Cuando llegué a este pueblo, recién terminada la guerra civil, yo tenía unos seis años y veníamos de otro lugar mucho más pequeño en donde la guerra nos transcurrió a mí y a la chavalada del lugar con la única preocupación de entender cómo diablos funcionaban las letras para formar palabras frente a una maestre vieja, gruñona y pintarrajeada. El pueblo era pequeño y corrían brisas con olor a naranjas, a limón y se veía la luna desde cualquier parte en que estuvieras porque allí, ni en sueños, había rascacielos. Así que cuando acabó la guerra y vimos con horror a hombres vestidos con faldas negras, a los que llamaban «curas» , y se nos obligaba a cantar el «Cara al sol» subidas en una silla (seguramente para dar fe de que Franco había ganado), pensamos que algo extraño había pasado. Era que había acabado la dichosa guerra.

Pues de aquel escenario bucólico nos trasladamos mi familia y yo, que ya éramos cinco, a un pueblo grande, con calles sin asfaltar, casas bajitas y muchas, muchas palmeras que parecían más altas que ahora. Será porque ningún edificio tenía la osadía de interponerse ente ellas, el azul del cielo y el sol. Ahora ya han surgido edificios altos y las pobres palmeras hacen lo que pueden. Pero entonces el sol entraba hasta el último rincón de las calles y brillaba; por eso en verano hacía tanto calor... Los niños podíamos ir a la Glorieta a jugar sin peligro, ya que solo había bicicletas circulando, alguna tartana si acaso y, en la esquina de acá, se establecía la «Agüeleta engorraora» vendiendo manzanas asadas o caramelizadas, pipas, chufas y cañamones tostados que aquella mujer viejísima sacaba del saco con su mano arrugada y roñosa tan parecida a una garra.

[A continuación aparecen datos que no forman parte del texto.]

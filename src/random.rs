//! Random graph generation.
//!
//! Nodes get sequential letter labels (`A`, `B`, ..., `Z`, `AA`, ...) and are
//! laid out on a circle. Each candidate node pair independently receives an
//! edge with the configured probability.

use crate::error::{GraphError, Result};
use crate::graph::Graph;
use log::{debug, warn};
use wasm_bindgen::prelude::*;

/// Parameters for [`Graph::generate_random_with`].
#[derive(Debug, Clone)]
pub struct RandomGraphConfig {
    /// Number of nodes to create.
    pub node_count: usize,
    /// Probability in `[0, 1]` that a candidate pair gets an edge.
    pub edge_probability: f64,
    /// Whether the generated graph is weighted.
    pub weighted: bool,
    /// Whether the generated graph is directed.
    pub directed: bool,
    /// Weights are drawn uniformly from `1..=max_weight`.
    pub max_weight: u32,
    /// Fixed seed for reproducible output; drawn from the OS when `None`.
    pub seed: Option<u64>,
    /// Layout circle center (x).
    pub center_x: f64,
    /// Layout circle center (y).
    pub center_y: f64,
    /// Layout circle radius.
    pub radius: f64,
}

impl Default for RandomGraphConfig {
    fn default() -> Self {
        Self {
            node_count: 6,
            edge_probability: 0.3,
            weighted: false,
            directed: false,
            max_weight: 10,
            seed: None,
            center_x: 400.0,
            center_y: 300.0,
            radius: 200.0,
        }
    }
}

/// SplitMix64 generator. Small, fast, and good enough for layout demos.
#[derive(Debug, Clone)]
pub(crate) struct SplitMix64 {
    state: u64,
}

impl SplitMix64 {
    pub(crate) fn new(seed: u64) -> Self {
        Self { state: seed }
    }

    /// Seed from the OS entropy source, falling back to a fixed seed.
    pub(crate) fn from_entropy() -> Self {
        let mut buf = [0u8; 8];
        match getrandom::getrandom(&mut buf) {
            Ok(()) => Self::new(u64::from_le_bytes(buf)),
            Err(e) => {
                warn!("getrandom failed ({}), using fixed seed", e);
                Self::new(0x9E37_79B9_7F4A_7C15)
            }
        }
    }

    pub(crate) fn next_u64(&mut self) -> u64 {
        self.state = self.state.wrapping_add(0x9E37_79B9_7F4A_7C15);
        let mut z = self.state;
        z = (z ^ (z >> 30)).wrapping_mul(0xBF58_476D_1CE4_E5B9);
        z = (z ^ (z >> 27)).wrapping_mul(0x94D0_49BB_1331_11EB);
        z ^ (z >> 31)
    }

    /// Uniform float in `[0, 1)`.
    pub(crate) fn next_f64(&mut self) -> f64 {
        (self.next_u64() >> 11) as f64 / (1u64 << 53) as f64
    }

    /// Uniform integer in `1..=max`.
    pub(crate) fn weight(&mut self, max: u32) -> u32 {
        let max = max.max(1);
        1 + (self.next_u64() % u64::from(max)) as u32
    }
}

/// Sequential letter label: 0 -> "A", 25 -> "Z", 26 -> "AA", 27 -> "AB".
pub fn letter_label(mut index: usize) -> String {
    let mut label = Vec::new();
    loop {
        label.push(b'A' + (index % 26) as u8);
        if index < 26 {
            break;
        }
        index = index / 26 - 1;
    }
    label.reverse();
    String::from_utf8(label).unwrap_or_default()
}

/// Position of node `i` of `n` on the layout circle.
pub fn circle_position(i: usize, n: usize, config: &RandomGraphConfig) -> (f64, f64) {
    if n <= 1 {
        return (config.center_x, config.center_y);
    }
    let angle = 2.0 * std::f64::consts::PI * i as f64 / n as f64;
    (
        config.center_x + config.radius * angle.cos(),
        config.center_y + config.radius * angle.sin(),
    )
}

impl Graph {
    /// Replace the graph with a random one using default layout settings.
    pub fn generate_random(
        &mut self,
        node_count: usize,
        edge_probability: f64,
        weighted: bool,
        directed: bool,
    ) -> Result<()> {
        let config = RandomGraphConfig {
            node_count,
            edge_probability,
            weighted,
            directed,
            ..RandomGraphConfig::default()
        };
        self.generate_random_with(&config)
    }

    /// Replace the graph with a random one.
    ///
    /// Existing nodes, edges and id counters are discarded. Pairs that would
    /// violate edge uniqueness are skipped.
    pub fn generate_random_with(&mut self, config: &RandomGraphConfig) -> Result<()> {
        let mut rng = match config.seed {
            Some(seed) => SplitMix64::new(seed),
            None => SplitMix64::from_entropy(),
        };
        let probability = config.edge_probability.clamp(0.0, 1.0);

        self.clear();
        self.set_directed(config.directed);
        self.set_weighted(config.weighted);

        let n = config.node_count;
        let mut ids = Vec::with_capacity(n);
        for i in 0..n {
            let (x, y) = circle_position(i, n, config);
            let node = self.add_node(None, &letter_label(i), x, y, None)?;
            ids.push(node.id.clone());
        }

        for i in 0..n {
            let start = if config.directed { 0 } else { i + 1 };
            for j in start..n {
                if i == j || rng.next_f64() >= probability {
                    continue;
                }
                let weight = if config.weighted {
                    rng.weight(config.max_weight)
                } else {
                    1
                };
                match self.add_edge(&ids[i], &ids[j], weight, None, None) {
                    Ok(_) | Err(GraphError::DuplicateEdge { .. }) => {}
                    Err(e) => return Err(e),
                }
            }
        }

        debug!(
            "generated random graph: {} nodes, {} edges (p = {})",
            self.node_count(),
            self.edge_count(),
            probability
        );
        Ok(())
    }
}

#[wasm_bindgen]
impl Graph {
    /// Replace the graph with a random one.
    #[wasm_bindgen(js_name = generateRandom)]
    pub fn js_generate_random(
        &mut self,
        node_count: usize,
        edge_probability: f64,
        weighted: bool,
        directed: bool,
    ) -> std::result::Result<(), JsError> {
        Ok(self.generate_random(node_count, edge_probability, weighted, directed)?)
    }
}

También cambiaba tebeos. Pero ya pocos se acuerdan de estas cosas. La macilenta luz eléctrica se iba con frecuencia, así como el agua, y comíamos pan de racionamiento, que era como el que ahora llaman integral pero de peor sabor. Había también tabaco que, como el pan, tenía que ser comprado con cartilla. Todo esto era a lo que hoy, los jóvenes, llaman «batallitas». Pero a nosotros, los longevos, nos parece que deberían saberlo. Sin frigoríficos, sin radio, sin televisión, ¡sin teléfonos!, sin juguetes... Pero tuvimos, al menos, un instituto ubicado en una casa señorial, de algún noble, tan deteriorada que conservaba los blasones de antaño ya en sus últimos estertores. Fuimos de las primeras promociones del franquismo y nos tragamos la obligatoriedad de ser de Acción Católica, de Falange, de la Sección Femenina, las Hijas de María, forzados a confesar una vez por semana, ejercicios espirituales cada poco, a la misa dominical por supuesto, y puestas de mangas las chicas aunque cayeran calurosos chuzos de punta. Porque el pecado estaba por todas partes, incluso en el codo de una raquítica adolescente...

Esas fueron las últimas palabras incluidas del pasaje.